[[ MATERIAL SHOWN, beginning ]]

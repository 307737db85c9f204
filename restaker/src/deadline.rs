//! Time-bounded operations
//!
//! Every step of a run is raced against a deadline so that no step can wait
//! forever on a page, the wallet extension, or the DevTools transport.

use std::future::Future;
use std::time::Duration;

use tracing::warn;

use crate::errors::RestakeError;

/// Race `operation` against a timer of `timeout`.
///
/// Whichever settles first decides the result. When the timer wins the call
/// fails with [`RestakeError::DeadlineExceeded`] and the operation future is
/// dropped, which cancels it at its next suspension point. Work the operation
/// already handed to the browser (a click in flight, a navigation) is not
/// rolled back.
pub async fn with_deadline<T, F>(
    operation: &str,
    timeout: Duration,
    future: F,
) -> Result<T, RestakeError>
where
    F: Future<Output = Result<T, RestakeError>>,
{
    match tokio::time::timeout(timeout, future).await {
        Ok(result) => result,
        Err(_) => {
            warn!(operation, ?timeout, "Deadline exceeded");
            Err(RestakeError::DeadlineExceeded {
                operation: operation.to_string(),
                timeout,
            })
        }
    }
}

/// Poll `probe` every `interval` until it yields `Some`, failing once
/// `timeout` has elapsed.
pub async fn poll_until<T, F, Fut>(
    operation: &str,
    timeout: Duration,
    interval: Duration,
    mut probe: F,
) -> Result<T, RestakeError>
where
    F: FnMut() -> Fut,
    Fut: Future<Output = Result<Option<T>, RestakeError>>,
{
    with_deadline(operation, timeout, async move {
        loop {
            if let Some(value) = probe().await? {
                return Ok(value);
            }
            tokio::time::sleep(interval).await;
        }
    })
    .await
}

#[cfg(test)]
mod tests {
    use super::*;
    use std::sync::atomic::{AtomicBool, AtomicU32, Ordering};
    use std::sync::Arc;

    #[tokio::test(start_paused = true)]
    async fn test_result_returned_when_operation_settles_first() {
        let result = with_deadline("quick", Duration::from_millis(100), async {
            tokio::time::sleep(Duration::from_millis(10)).await;
            Ok::<_, RestakeError>(42)
        })
        .await;
        assert_eq!(result.unwrap(), 42);
    }

    #[tokio::test(start_paused = true)]
    async fn test_operation_error_passes_through() {
        let result: Result<(), _> = with_deadline("failing", Duration::from_secs(1), async {
            Err(RestakeError::ElementNotFound("#missing".into()))
        })
        .await;
        assert!(matches!(result, Err(RestakeError::ElementNotFound(_))));
    }

    #[tokio::test(start_paused = true)]
    async fn test_deadline_exceeded_when_timer_fires_first() {
        let result = with_deadline("slow", Duration::from_millis(50), async {
            tokio::time::sleep(Duration::from_secs(10)).await;
            Ok::<_, RestakeError>(())
        })
        .await;
        match result {
            Err(RestakeError::DeadlineExceeded { operation, timeout }) => {
                assert_eq!(operation, "slow");
                assert_eq!(timeout, Duration::from_millis(50));
            }
            other => panic!("Expected DeadlineExceeded, got {other:?}"),
        }
    }

    #[tokio::test(start_paused = true)]
    async fn test_zero_deadline_still_accepts_ready_operation() {
        let result = with_deadline("ready", Duration::ZERO, async { Ok::<_, RestakeError>("done") }).await;
        assert_eq!(result.unwrap(), "done");
    }

    #[tokio::test(start_paused = true)]
    async fn test_zero_deadline_fails_pending_operation() {
        let result = with_deadline("pending", Duration::ZERO, async {
            tokio::time::sleep(Duration::from_millis(1)).await;
            Ok::<_, RestakeError>(())
        })
        .await;
        assert!(result.unwrap_err().is_deadline());
    }

    struct DropFlag(Arc<AtomicBool>);

    impl Drop for DropFlag {
        fn drop(&mut self) {
            self.0.store(true, Ordering::SeqCst);
        }
    }

    #[tokio::test(start_paused = true)]
    async fn test_operation_is_cancelled_on_expiry() {
        let dropped = Arc::new(AtomicBool::new(false));
        let finished = Arc::new(AtomicBool::new(false));

        let guard = DropFlag(dropped.clone());
        let finished_in_op = finished.clone();
        let result = with_deadline("cancellable", Duration::from_millis(10), async move {
            let _guard = guard;
            tokio::time::sleep(Duration::from_secs(60)).await;
            finished_in_op.store(true, Ordering::SeqCst);
            Ok::<_, RestakeError>(())
        })
        .await;

        assert!(result.is_err());
        assert!(dropped.load(Ordering::SeqCst));
        tokio::time::sleep(Duration::from_secs(120)).await;
        assert!(!finished.load(Ordering::SeqCst));
    }

    #[tokio::test(start_paused = true)]
    async fn test_poll_until_returns_first_hit() {
        let calls = Arc::new(AtomicU32::new(0));
        let counter = calls.clone();
        let value = poll_until(
            "probe",
            Duration::from_secs(5),
            Duration::from_millis(100),
            move || {
                let counter = counter.clone();
                async move {
                    let n = counter.fetch_add(1, Ordering::SeqCst) + 1;
                    Ok((n >= 3).then_some(n))
                }
            },
        )
        .await
        .unwrap();
        assert_eq!(value, 3);
        assert_eq!(calls.load(Ordering::SeqCst), 3);
    }

    #[tokio::test(start_paused = true)]
    async fn test_poll_until_times_out() {
        let result: Result<(), _> = poll_until(
            "never",
            Duration::from_millis(300),
            Duration::from_millis(100),
            || async { Ok(None) },
        )
        .await;
        assert!(matches!(result, Err(RestakeError::DeadlineExceeded { .. })));
    }
}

[[ MATERIAL SHOWN, end ]]

> **WORK ITEM**
Search the lines above for the string "guard", then show every one that has it.

> **RESPONSE TO THE TASK**
        let guard = DropFlag(dropped.clone());
            let _guard = guard;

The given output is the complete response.